DAYTONA BEACH, Fla. -- Fifteen years ago today, the nicest man who ever drove in NASCAR -- and I use that superlative advisedly -- was killed here.
Neil Bonnett went lightly, joyfully through life, left laughter everywhere he went and never knowingly was even so much as impolite to anyone.
He shouldn't have been back in a race car that first morning of practice for the Daytona 500 in 1994, at age 47. He'd had serious head injuries, including one that had given him severe amnesia in 1990.
But he risked coming back because he loved it and couldn't stay away. His best friend, Dale Earnhardt, had helped him work his way back into NASCAR, advising him that if racing was what he wanted to do, he ought to do it.
The circumstances of Bonnett's death remain somewhat mysterious. His car spun suddenly in the fourth turn of Daytona International Speedway and hit the concrete retaining wall nearly head-on.
NASCAR at first called it driver error, but after vehement protests from Earnhardt, NASCAR removed that description from the record.
Darrell Waltrip, who was racing that year on the same Hoosier tires that were on Bonnett's car when he died, told me later that his particular model of Hoosier was narrower, for less friction on the track, and could have been quite tricky either for a rookie or a driver who was rusty.
Earnhardt, until his own death in the 2001 Daytona 500, never got over the death of his closest hunting and fishing buddy.
This is the kind of guy Neil Bonnett was:
One summer day in 1978, he and I were sitting in his den in Hueytown, Ala., talking, when the phone rang in his kitchen. He got up and answered. His wife, Susan, was out at the supermarket.
"No," he said after answering. "No, not interested."
He listened.
"Look, I've told you not to call here anymore," he said, and hung up.
As he came back and sat down, I guess I gave him something of a mischievous grin.
"No, it's not what you think," he said. "That was the pipe fitters' union. I've told them never to call here again. They're paying $50 an hour now, and if Susan knew that, she'd make me quit racin' and go back to work."
He made a good living racing for the next dozen years, winning 18 Cup races and 19 poles. Then, at Darlington in 1990, he suffered such a bad concussion that it gave him amnesia for weeks and a foggy memory for months.
Back in the early 1970s, when racing's Alabama Gang couldn't beat him at Birmingham International Raceway, he was taken on as a friend, and Bonnett would forever be identified with the Allisons -- Bobby, Donnie and Bobby's sons Davey and Clifford -- and Charles "Red" Farmer.
Later, in 1990 after his amnesia had mostly cleared, Bonnett re-emerged at Talladega -- not to race, but to begin doing television (which he was very good at) for CBS and TBS.
At the time, Bobby Allison was still suffering effects of a life-threatening head injury he'd suffered at Pocono in 1988. As usual, when Bonnett came back out in public, he managed to make light of both his own condition, and Allison's.
"I went over to Bobby's house the other day," he said. "Judy [Bobby's wife] was trying to help us communicate.
"But I'll tell you what: Between Bobby trying to remember what he wanted to say, and me trying to remember what he said, Judy was having a helluva time trying to help us."
Bonnett came here in '94 as an unsung hero from the previous summer. When Davey Allison's helicopter crashed into the Talladega infield in July of '93, it was Bonnett who scrambled into the wreckage -- with spilling gasoline all around that could have exploded at any second -- and pulled Farmer to safety. Bonnett then wriggled back in to get Davey, who was unconscious.
Davey Allison died the next morning in a Birmingham hospital, but Farmer survived with only a broken arm.
I can remember the "meanest" thing Neil Bonnett ever said to the media. He was driving for Junior Johnson, who had put a strong gag order on him about some major deal that was imminent.

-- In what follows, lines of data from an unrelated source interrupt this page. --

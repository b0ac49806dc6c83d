use uuid::Uuid;

pub struct UserSmtpUpsertRequest {
    pub user_id: Uuid,
    pub host: String,
    pub port: i32,
    pub username: String,
    /// `None` keeps the stored password
    pub password: Option<String>,
    pub from_email: String,
    pub from_name: String,
    pub secure: bool,
    pub use_custom: bool,
}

We pressed and pressed. Good ol' Neil would tell us, we figured. Finally, at a point when any other driver would have told us to get lost -- or worse -- Bonnett was apologetic.
"Guys, I don't mean to be rude," he said, "but I'm just not able to talk about that."
That was as mean as he ever got.
A few years before he died, with tire wars raging between Goodyear and Hoosier, I stood in the garage at North Wilkesboro watching drivers limp past, injured in crashes caused by blown tires as the manufacturers tried to one-up each other with faster -- and more fragile -- tires.
That day, I quoted an anonymous source among drivers.
"If this doesn't stop, one of us is going to get killed before it's over," the source said. He paused to look around. "You just wonder which one of us it will be."
I think it's OK now to reveal the name of that driver: It was Neil Bonnett.